(Work request): Lift out each line of the data that holds "older".

(Stored data entries)
= Beginning of Section =

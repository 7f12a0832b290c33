//! # Configuration
//!
//! `AppConfig` is assembled in three layers: built-in defaults, an optional
//! `.json` or `.toml` file, then environment variables. The result is checked
//! with [`ConfigValidator`] before anything is opened.
//!
//! Environment variables:
//!
//! | Variable      | Field           |
//! |---------------|-----------------|
//! | `PORT`        | `port`          |
//! | `MONGODB_URI` | `store_uri`     |
//! | `DB_NAME`     | `database_name` |
//! | `JWT_SECRET`  | `jwt_secret`    |
//!
//! `MONGODB_URI` takes a `mongodb://` or `mongodb+srv://` connection string;
//! `memory://` and `file://<path>` select the local development stores.
//!
//! `DB_HOST`, `DB_PORT`, `DB_USER` and `DB_PASSWORD` are read for
//! compatibility with older deployments, reported, and otherwise ignored.

use std::fs;
use std::path::{Path, PathBuf};
use std::sync::Arc;

use serde::{Deserialize, Serialize};
use thiserror::Error;

use crate::auth::{JwtManager, DEFAULT_TOKEN_TTL_HOURS};
use crate::config_validator::{format_validation_errors, ConfigValidator};
use crate::http_server::HttpServerConfig;
use crate::store::{is_mongodb_uri, seed, DocumentStore, MemoryStore, MongoStore, StoreError};

/// Secret used when none is configured
pub const DEFAULT_JWT_SECRET: &str = "change-me-in-production";

const MEMORY_SCHEME: &str = "memory://";
const FILE_SCHEME: &str = "file://";
const MAX_TOKEN_TTL_HOURS: i64 = 720;

/// Configuration errors
#[derive(Debug, Error)]
pub enum ConfigError {
    #[error("failed to read config {path}: {source}")]
    Read {
        path: PathBuf,
        #[source]
        source: std::io::Error,
    },

    #[error("invalid config {path}: {message}")]
    Parse { path: PathBuf, message: String },

    #[error("unsupported config format {0} (expected .json or .toml)")]
    UnsupportedFormat(PathBuf),

    #[error("invalid environment variable {name}: {message}")]
    Env { name: &'static str, message: String },

    #[error("invalid configuration:\n{0}")]
    Invalid(String),

    #[error("failed to open store: {0}")]
    Store(#[from] StoreError),
}

pub type ConfigResult<T> = Result<T, ConfigError>;

/// Application configuration
#[derive(Debug, Clone, Serialize, Deserialize)]
#[serde(default)]
pub struct AppConfig {
    pub port: u16,
    pub bind_address: String,
    /// MongoDB connection string, `memory://` for the built-in seed, or
    /// `file://<path>` for a JSON store
    pub store_uri: String,
    pub database_name: String,
    pub jwt_secret: String,
    pub token_ttl_hours: i64,
    pub log_level: String,
    /// Panic reports are appended here when set
    pub crash_log: Option<PathBuf>,
    #[serde(skip)]
    pub legacy: LegacyDatabaseSettings,
}

impl Default for AppConfig {
    fn default() -> Self {
        Self {
            port: 3001,
            bind_address: "0.0.0.0".to_string(),
            store_uri: MEMORY_SCHEME.to_string(),
            database_name: "AILMS".to_string(),
            jwt_secret: DEFAULT_JWT_SECRET.to_string(),
            token_ttl_hours: DEFAULT_TOKEN_TTL_HOURS,
            log_level: "info".to_string(),
            crash_log: None,
            legacy: LegacyDatabaseSettings::default(),
        }
    }
}

/// Relational connection settings from older deployments
#[derive(Debug, Clone, Default, PartialEq, Eq)]
pub struct LegacyDatabaseSettings {
    pub host: Option<String>,
    pub port: Option<String>,
    pub user: Option<String>,
    pub password_set: bool,
}

impl LegacyDatabaseSettings {
    fn from_env<F>(get: &F) -> Self
    where
        F: Fn(&str) -> Option<String>,
    {
        Self {
            host: get("DB_HOST"),
            port: get("DB_PORT"),
            user: get("DB_USER"),
            password_set: get("DB_PASSWORD").is_some(),
        }
    }

    pub fn is_empty(&self) -> bool {
        self.host.is_none() && self.port.is_none() && self.user.is_none() && !self.password_set
    }

    /// Log that these settings have no effect
    pub fn report(&self) {
        if self.is_empty() {
            return;
        }
        tracing::warn!(
            host = ?self.host,
            port = ?self.port,
            user = ?self.user,
            password_set = self.password_set,
            "DB_HOST/DB_PORT/DB_USER/DB_PASSWORD are ignored; set MONGODB_URI instead"
        );
    }
}

impl AppConfig {
    /// Defaults, then `path`, then the process environment, then validation
    pub fn load(path: Option<&Path>) -> ConfigResult<Self> {
        Self::load_with_env(path, |name| std::env::var(name).ok())
    }

    /// Same as [`AppConfig::load`] with an injectable environment
    pub fn load_with_env<F>(path: Option<&Path>, get: F) -> ConfigResult<Self>
    where
        F: Fn(&str) -> Option<String>,
    {
        let mut config = match path {
            Some(path) => Self::from_file(path)?,
            None => Self::default(),
        };
        config.apply_env_from(get)?;
        config.validate()?;
        Ok(config)
    }

    /// Read a config file; missing fields take their defaults
    pub fn from_file(path: &Path) -> ConfigResult<Self> {
        let content = fs::read_to_string(path).map_err(|source| ConfigError::Read {
            path: path.to_path_buf(),
            source,
        })?;
        let parse_error = |message: String| ConfigError::Parse {
            path: path.to_path_buf(),
            message,
        };

        match path.extension().and_then(|e| e.to_str()) {
            Some("json") => serde_json::from_str(&content).map_err(|e| parse_error(e.to_string())),
            Some("toml") => toml::from_str(&content).map_err(|e| parse_error(e.to_string())),
            _ => Err(ConfigError::UnsupportedFormat(path.to_path_buf())),
        }
    }

    /// Overlay environment variables
    pub fn apply_env_from<F>(&mut self, get: F) -> ConfigResult<()>
    where
        F: Fn(&str) -> Option<String>,
    {
        if let Some(port) = get("PORT") {
            self.port = port.trim().parse().map_err(|e: std::num::ParseIntError| {
                ConfigError::Env {
                    name: "PORT",
                    message: e.to_string(),
                }
            })?;
        }
        if let Some(uri) = get("MONGODB_URI") {
            self.store_uri = uri;
        }
        if let Some(name) = get("DB_NAME") {
            self.database_name = name;
        }
        if let Some(secret) = get("JWT_SECRET") {
            self.jwt_secret = secret;
        }
        self.legacy = LegacyDatabaseSettings::from_env(&get);
        Ok(())
    }

    /// Check every field, reporting all problems together
    pub fn validate(&self) -> ConfigResult<()> {
        let mut v = ConfigValidator::new();
        v.validate_port("port", self.port)
            .validate_non_empty("bind_address", &self.bind_address)
            .validate_store_uri("store_uri", &self.store_uri)
            .validate_non_empty("database_name", &self.database_name)
            .validate_secret("jwt_secret", &self.jwt_secret)
            .validate_range("token_ttl_hours", self.token_ttl_hours, 1, MAX_TOKEN_TTL_HOURS)
            .validate_non_empty("log_level", &self.log_level);

        v.finish()
            .map_err(|errors| ConfigError::Invalid(format_validation_errors(&errors)))
    }

    /// Warn about settings that are unsafe outside development
    pub fn report_warnings(&self) {
        if self.jwt_secret == DEFAULT_JWT_SECRET {
            tracing::warn!("JWT_SECRET is not set; tokens are signed with the built-in default");
        }
        self.legacy.report();
    }

    pub fn http_server_config(&self) -> HttpServerConfig {
        HttpServerConfig {
            bind_address: self.bind_address.clone(),
            port: self.port,
        }
    }

    pub fn jwt_manager(&self) -> JwtManager {
        JwtManager::new(&self.jwt_secret, chrono::Duration::hours(self.token_ttl_hours))
    }

    /// Path of a `file://` store, if configured
    pub fn store_path(&self) -> Option<PathBuf> {
        self.store_uri.strip_prefix(FILE_SCHEME).map(PathBuf::from)
    }

    /// Open the configured store
    pub fn open_store(&self) -> ConfigResult<Arc<dyn DocumentStore>> {
        if is_mongodb_uri(&self.store_uri) {
            return Ok(Arc::new(MongoStore::connect(
                &self.store_uri,
                &self.database_name,
            )?));
        }
        if let Some(path) = self.store_path() {
            return Ok(Arc::new(MemoryStore::load_json(&path)?));
        }
        if self.store_uri.starts_with(MEMORY_SCHEME) {
            tracing::info!("using built-in demo data set");
            return Ok(Arc::new(seed::demo_store()?));
        }
        Err(ConfigError::Invalid(format!(
            "  - unsupported store URI: {}",
            self.store_uri
        )))
    }
}

#[cfg(test)]
mod tests {
    use super::*;
    use std::collections::HashMap;
    use tempfile::TempDir;

    fn env(pairs: &[(&str, &str)]) -> impl Fn(&str) -> Option<String> {
        let map: HashMap<String, String> = pairs
            .iter()
            .map(|(k, v)| (k.to_string(), v.to_string()))
            .collect();
        move |name| map.get(name).cloned()
    }

    #[test]
    fn test_defaults() {
        let config = AppConfig::load_with_env(None, env(&[])).unwrap();
        assert_eq!(config.port, 3001);
        assert_eq!(config.bind_address, "0.0.0.0");
        assert_eq!(config.store_uri, "memory://");
        assert_eq!(config.database_name, "AILMS");
        assert_eq!(config.jwt_secret, DEFAULT_JWT_SECRET);
        assert_eq!(config.token_ttl_hours, 24);
        assert!(config.legacy.is_empty());
    }

    #[test]
    fn test_env_overrides() {
        let config = AppConfig::load_with_env(
            None,
            env(&[
                ("PORT", "8080"),
                ("MONGODB_URI", "file:///tmp/lms.json"),
                ("DB_NAME", "school"),
                ("JWT_SECRET", "s3cret"),
            ]),
        )
        .unwrap();
        assert_eq!(config.port, 8080);
        assert_eq!(config.store_path(), Some(PathBuf::from("/tmp/lms.json")));
        assert_eq!(config.database_name, "school");
        assert_eq!(config.jwt_secret, "s3cret");
    }

    #[test]
    fn test_bad_port_env() {
        let result = AppConfig::load_with_env(None, env(&[("PORT", "eighty")]));
        assert!(matches!(result, Err(ConfigError::Env { name: "PORT", .. })));
    }

    #[test]
    fn test_legacy_settings_are_collected() {
        let config = AppConfig::load_with_env(
            None,
            env(&[("DB_HOST", "localhost"), ("DB_PASSWORD", "hunter2")]),
        )
        .unwrap();
        assert_eq!(config.legacy.host.as_deref(), Some("localhost"));
        assert!(config.legacy.password_set);
        assert_eq!(config.store_uri, "memory://");
    }

    #[test]
    fn test_json_file_then_env() {
        let temp = TempDir::new().unwrap();
        let path = temp.path().join("schoolgate.json");
        fs::write(&path, r#"{"port": 4000, "database_name": "from-file"}"#).unwrap();

        let config =
            AppConfig::load_with_env(Some(&path), env(&[("DB_NAME", "from-env")])).unwrap();
        assert_eq!(config.port, 4000);
        assert_eq!(config.database_name, "from-env");
        assert_eq!(config.token_ttl_hours, 24);
    }

    #[test]
    fn test_toml_file() {
        let temp = TempDir::new().unwrap();
        let path = temp.path().join("schoolgate.toml");
        fs::write(&path, "port = 5000\ntoken_ttl_hours = 12\n").unwrap();

        let config = AppConfig::load_with_env(Some(&path), env(&[])).unwrap();
        assert_eq!(config.port, 5000);
        assert_eq!(config.token_ttl_hours, 12);
        assert_eq!(config.jwt_manager().ttl(), chrono::Duration::hours(12));
    }

    #[test]
    fn test_unsupported_extension() {
        let temp = TempDir::new().unwrap();
        let path = temp.path().join("schoolgate.yaml");
        fs::write(&path, "port: 1").unwrap();
        assert!(matches!(
            AppConfig::from_file(&path),
            Err(ConfigError::UnsupportedFormat(_))
        ));
    }

    #[test]
    fn test_validation_collects_all_errors() {
        let config = AppConfig {
            port: 0,
            store_uri: "postgres://localhost".to_string(),
            jwt_secret: String::new(),
            token_ttl_hours: 0,
            ..AppConfig::default()
        };
        match config.validate() {
            Err(ConfigError::Invalid(report)) => assert_eq!(report.lines().count(), 4),
            other => panic!("expected validation failure, got {other:?}"),
        }
    }

    #[test]
    fn test_mongodb_uri_is_accepted() {
        let config = AppConfig::load_with_env(
            None,
            env(&[("MONGODB_URI", "mongodb://localhost:27017"), ("DB_NAME", "school")]),
        )
        .unwrap();
        assert_eq!(config.store_uri, "mongodb://localhost:27017");
        assert_eq!(config.database_name, "school");
        assert!(config.store_path().is_none());
        // the driver connects on first use, so no server is needed here
        assert!(config.open_store().is_ok());

        let srv = AppConfig::load_with_env(
            None,
            env(&[("MONGODB_URI", "mongodb+srv://cluster0.example.net")]),
        );
        assert!(srv.is_ok());
    }

    #[test]
    fn test_open_memory_store() {
        let store = AppConfig::default().open_store().unwrap();
        assert!(store.collection_names().unwrap().contains(&"student".to_string()));
    }

    #[test]
    fn test_open_file_store() {
        let temp = TempDir::new().unwrap();
        let path = temp.path().join("store.json");
        seed::demo_store().unwrap().save_json(&path).unwrap();

        let config = AppConfig {
            store_uri: format!("file://{}", path.display()),
            ..AppConfig::default()
        };
        let store = config.open_store().unwrap();
        assert_eq!(
            store.count("grade", &crate::store::Filter::all()).unwrap(),
            4
        );
    }
}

= End of Section =

(Problem solution):
//! compatibility with older deployments, reported, and otherwise ignored.
/// Relational connection settings from older deployments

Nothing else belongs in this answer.